• _Assigned task_: Once the line containing "assert_eq!(raw.like_count, 5);" is located, output it and every line after it through the end of the records, exactly as written and nothing else.

• _Saved data entries_:

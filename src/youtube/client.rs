//! YouTube Data API v3 client

use reqwest::Client;
use serde::Deserialize;

use crate::models::RawComment;
use crate::models::VideoDetails;
use crate::Result;
use crate::TubePulseError;

#[derive(Debug, Deserialize)]
struct VideoListResponse {
    #[serde(default)]
    items: Vec<VideoItem>,
}

#[derive(Debug, Deserialize)]
struct VideoItem {
    snippet: Option<VideoSnippet>,
    statistics: Option<VideoStatistics>,
}

#[derive(Debug, Deserialize)]
#[serde(rename_all = "camelCase")]
struct VideoSnippet {
    title: Option<String>,
    channel_id: Option<String>,
    channel_title: Option<String>,
    thumbnails: Option<Thumbnails>,
}

#[derive(Debug, Deserialize)]
struct Thumbnails {
    high: Option<Thumbnail>,
    medium: Option<Thumbnail>,
    default: Option<Thumbnail>,
}

#[derive(Debug, Deserialize)]
struct Thumbnail {
    url: String,
}

#[derive(Debug, Deserialize)]
#[serde(rename_all = "camelCase")]
struct VideoStatistics {
    view_count: Option<String>,
    like_count: Option<String>,
}

#[derive(Debug, Deserialize)]
struct ChannelListResponse {
    #[serde(default)]
    items: Vec<ChannelItem>,
}

#[derive(Debug, Deserialize)]
struct ChannelItem {
    statistics: Option<ChannelStatistics>,
}

#[derive(Debug, Deserialize)]
#[serde(rename_all = "camelCase")]
struct ChannelStatistics {
    subscriber_count: Option<String>,
}

#[derive(Debug, Deserialize)]
#[serde(rename_all = "camelCase")]
struct CommentThreadsResponse {
    #[serde(default)]
    items: Vec<CommentThread>,
    next_page_token: Option<String>,
}

#[derive(Debug, Deserialize)]
struct CommentThread {
    snippet: Option<CommentThreadSnippet>,
}

#[derive(Debug, Deserialize)]
#[serde(rename_all = "camelCase")]
struct CommentThreadSnippet {
    top_level_comment: Option<TopLevelComment>,
    #[serde(default)]
    total_reply_count: i64,
}

#[derive(Debug, Deserialize)]
struct TopLevelComment {
    snippet: Option<CommentSnippet>,
}

#[derive(Debug, Deserialize)]
#[serde(rename_all = "camelCase")]
struct CommentSnippet {
    text_display: Option<String>,
    published_at: Option<chrono::DateTime<chrono::Utc>>,
    #[serde(default)]
    like_count: i64,
    viewer_rating: Option<String>,
}

/// Client for video metadata and comment threads
pub struct YouTubeClient {
    client: Client,
    base_url: String,
    api_key: String,
}

impl YouTubeClient {
    /// Create a new client against the configured endpoint
    pub fn new(endpoint: &str, api_key: &str) -> Result<Self> {
        if api_key.is_empty() {
            return Err(TubePulseError::Config(
                "YouTube API key is missing".to_string(),
            ));
        }

        let client = Client::builder()
            .timeout(std::time::Duration::from_secs(30))
            .build()?;

        Ok(Self {
            client,
            base_url: endpoint.trim_end_matches('/').to_string(),
            api_key: api_key.to_string(),
        })
    }

    /// Create a new client from AppConfig
    pub fn from_config(config: &crate::AppConfig) -> Result<Self> {
        Self::new(config.youtube_endpoint(), config.youtube_api_key())
    }

    /// Fetch title, channel, thumbnail and statistics for one video,
    /// including the channel's subscriber count
    pub async fn video_details(&self, video_id: &str) -> Result<VideoDetails> {
        let url = format!(
            "{}/videos?part=snippet,statistics&id={}&key={}",
            self.base_url, video_id, self.api_key
        );
        let response = self.client.get(&url).send().await?;
        if !response.status().is_success() {
            return Err(TubePulseError::YouTube(format!(
                "videos.list failed: HTTP {}",
                response.status()
            )));
        }

        let videos: VideoListResponse = response.json().await?;
        let Some(video) = videos.items.into_iter().next() else {
            return Err(TubePulseError::VideoNotFound(video_id.to_string()));
        };

        let snippet = video.snippet.unwrap_or(VideoSnippet {
            title: None,
            channel_id: None,
            channel_title: None,
            thumbnails: None,
        });

        let subscribers = match snippet.channel_id.as_deref() {
            Some(channel_id) => self.channel_subscribers(channel_id).await?,
            None => 0,
        };

        let thumbnail = snippet
            .thumbnails
            .and_then(|t| t.high.or(t.medium).or(t.default))
            .map(|t| t.url)
            .unwrap_or_default();

        let statistics = video.statistics;
        Ok(VideoDetails {
            title: snippet.title.unwrap_or_else(|| "Unknown Title".to_string()),
            channel: snippet
                .channel_title
                .unwrap_or_else(|| "Unknown Channel".to_string()),
            thumbnail,
            views: parse_count(statistics.as_ref().and_then(|s| s.view_count.as_deref())),
            likes: parse_count(statistics.as_ref().and_then(|s| s.like_count.as_deref())),
            subscribers,
        })
    }

    /// Fetch up to `max_comments` top-level comments, newest pages first,
    /// following pagination until the cap or the last page
    pub async fn comments(
        &self,
        video_id: &str,
        max_comments: usize,
        page_size: u32,
    ) -> Result<Vec<RawComment>> {
        let mut all_comments = Vec::new();
        let mut page_token: Option<String> = None;

        tracing::info!(
            "🔄 Fetching up to {} comments for video {}",
            max_comments,
            video_id
        );

        loop {
            let mut url = format!(
                "{}/commentThreads?part=snippet&videoId={}&maxResults={}&key={}",
                self.base_url, video_id, page_size, self.api_key
            );
            if let Some(token) = &page_token {
                url.push_str(&format!("&pageToken={token}"));
            }

            let response = self.client.get(&url).send().await?;
            if !response.status().is_success() {
                let status = response.status();
                let body = response.text().await.unwrap_or_default();
                return Err(TubePulseError::YouTube(format!(
                    "commentThreads.list failed: HTTP {status} - {body}"
                )));
            }

            let page: CommentThreadsResponse = response.json().await?;
            if page.items.is_empty() {
                tracing::debug!("No more comments available for video {}", video_id);
                break;
            }

            let page_len = page.items.len();
            for thread in page.items {
                if let Some(raw) = map_thread(thread) {
                    all_comments.push(raw);
                }
            }
            tracing::debug!(
                "📊 Fetched page of {} comments, total: {}",
                page_len,
                all_comments.len()
            );

            if all_comments.len() >= max_comments {
                all_comments.truncate(max_comments);
                tracing::info!("✅ Reached limit of {} comments", max_comments);
                break;
            }

            page_token = page.next_page_token;
            if page_token.is_none() {
                break;
            }
        }

        tracing::info!(
            "✅ Fetched {} comments for video {}",
            all_comments.len(),
            video_id
        );
        Ok(all_comments)
    }

    async fn channel_subscribers(&self, channel_id: &str) -> Result<u64> {
        let url = format!(
            "{}/channels?part=statistics&id={}&key={}",
            self.base_url, channel_id, self.api_key
        );
        let response = self.client.get(&url).send().await?;
        if !response.status().is_success() {
            return Err(TubePulseError::YouTube(format!(
                "channels.list failed: HTTP {}",
                response.status()
            )));
        }

        let channels: ChannelListResponse = response.json().await?;
        Ok(channels
            .items
            .first()
            .and_then(|c| c.statistics.as_ref())
            .map_or(0, |s| parse_count(s.subscriber_count.as_deref())))
    }
}

/// Map one comment thread into a raw comment; threads with no snippet are
/// dropped
fn map_thread(thread: CommentThread) -> Option<RawComment> {
    let snippet = thread.snippet?;
    let reply_count = snippet.total_reply_count;
    let top = snippet.top_level_comment?.snippet?;

    Some(RawComment {
        text: top.text_display.unwrap_or_default(),
        published_at: top.published_at.unwrap_or_else(chrono::Utc::now),
        like_count: top.like_count,
        viewer_reaction: top.viewer_rating,
        reply_count,
    })
}

/// Statistics arrive as decimal strings; anything unparsable counts as zero
fn parse_count(value: Option<&str>) -> u64 {
    value.and_then(|v| v.parse().ok()).unwrap_or(0)
}

#[cfg(test)]
mod tests {
    use super::*;

    #[test]
    fn test_parse_count() {
        assert_eq!(parse_count(Some("12345")), 12345);
        assert_eq!(parse_count(Some("not-a-number")), 0);
        assert_eq!(parse_count(None), 0);
    }

    #[test]
    fn test_missing_api_key_rejected() {
        let result = YouTubeClient::new("https://www.googleapis.com/youtube/v3", "");
        assert!(matches!(result, Err(TubePulseError::Config(_))));
    }

    #[test]
    fn test_comment_page_deserialization() {
        let json = r#"{
            "items": [{
                "snippet": {
                    "totalReplyCount": 2,
                    "topLevelComment": {
                        "snippet": {
                            "textDisplay": "Great video!",
                            "publishedAt": "2024-03-05T14:15:00Z",
                            "likeCount": 5,
                            "viewerRating": "like"
                        }
                    }
                }
            }],
            "nextPageToken": "abc"
        }"#;

        let page: CommentThreadsResponse = serde_json::from_str(json).unwrap();
        assert_eq!(page.next_page_token.as_deref(), Some("abc"));

        let raw = map_thread(page.items.into_iter().next().unwrap()).unwrap();
        assert_eq!(raw.text, "Great video!");
        assert_eq!(raw.like_count, 5);
        assert_eq!(raw.reply_count, 2);
        assert!(raw.is_hearted());
    }
}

• _Result for this task_:
        assert_eq!(raw.like_count, 5);
        assert_eq!(raw.reply_count, 2);
        assert!(raw.is_hearted());
    }
}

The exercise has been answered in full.